En réduisant la taille de mon placard et de mes accessoires d’intérieur pour libérer de l’espace dans ma petite chambre, je me suis rendu compte que je n’avais pas réellement besoin de beaucoup de choses matérielles ni d’une grande maison pour vivre une vie joyeuse.
Ayant grandi aux États-Unis, j’ai toujours rêvé de posséder une maison – une maison de ville du centre-ville de Brooklyn qui m’appartiendrait et qui serait remplie de mes bibelots préférés.
Mais alors que le fossé en matière d’accession à la propriété entre la génération Z et les générations plus âgées continue de se creuser – avec très peu de personnes de mon groupe d’âge possédant une maison – j’ai découvert que je voulais aller au-delà de ce fantasme.
J’ai appris que, pour moi, la joie ne consiste pas à posséder une maison (peut-être un jour), mais à être constamment en mouvement. J’aime ma vie, celle d’être toujours en déplacement et d’avoir la possibilité de venir chercher et de partir si je le souhaite, sans qu’une hypothèque ne me lie à un seul domaine.

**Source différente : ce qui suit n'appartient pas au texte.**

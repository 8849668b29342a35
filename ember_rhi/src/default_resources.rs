/// Fallback textures and sampler used when a material lacks its own

use std::sync::Arc;
use crate::error::Result;
use crate::graphics_device::{
    GraphicsDevice, Texture, Sampler, TextureDesc, TextureFormat, TextureUsage, SamplerDesc,
};

/// 1x1 fallback textures plus a linear/repeat sampler
///
/// Created explicitly from a device and dropped by its owner, before the device.
pub struct DefaultResources {
    pub white: Arc<dyn Texture>,
    pub black: Arc<dyn Texture>,
    /// Tangent-space (0, 0, 1) normal
    pub flat_normal: Arc<dyn Texture>,
    pub sampler: Arc<dyn Sampler>,
}

impl DefaultResources {
    pub const WHITE: [u8; 4] = [255, 255, 255, 255];
    pub const BLACK: [u8; 4] = [0, 0, 0, 255];
    pub const FLAT_NORMAL: [u8; 4] = [128, 128, 255, 255];

    pub fn new(device: &mut dyn GraphicsDevice) -> Result<Self> {
        let white = Self::pixel(device, "default_white", Self::WHITE)?;
        let black = Self::pixel(device, "default_black", Self::BLACK)?;
        let flat_normal = Self::pixel(device, "default_flat_normal", Self::FLAT_NORMAL)?;
        let sampler = device.create_sampler(SamplerDesc::default())?;

        crate::engine_debug!("ember::DefaultResources", "Default textures and sampler created");
        Ok(Self { white, black, flat_normal, sampler })
    }

    fn pixel(device: &mut dyn GraphicsDevice, name: &str, rgba: [u8; 4]) -> Result<Arc<dyn Texture>> {
        let desc = TextureDesc::new_2d(1, 1, TextureFormat::R8G8B8A8_UNORM, TextureUsage::SAMPLED | TextureUsage::TRANSFER_DST)
            .with_name(name);
        device.create_and_upload_texture(desc, &rgba)
    }
}

#[cfg(test)]
#[path = "default_resources_tests.rs"]
mod tests;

Mon objectif actuel n’implique pas de construire une maison, mais de voir autant de monde que possible, pendant que je le peux, d’être en communauté avec les autres et de bouger mon corps quotidiennement à travers la danse et l’exercice.
Cet espoir pourrait changer dans les prochaines années, mais pour l’instant, je trouve le plus de joie à me déplacer avec mes valises pleines de rêves dans une ville que j’aime.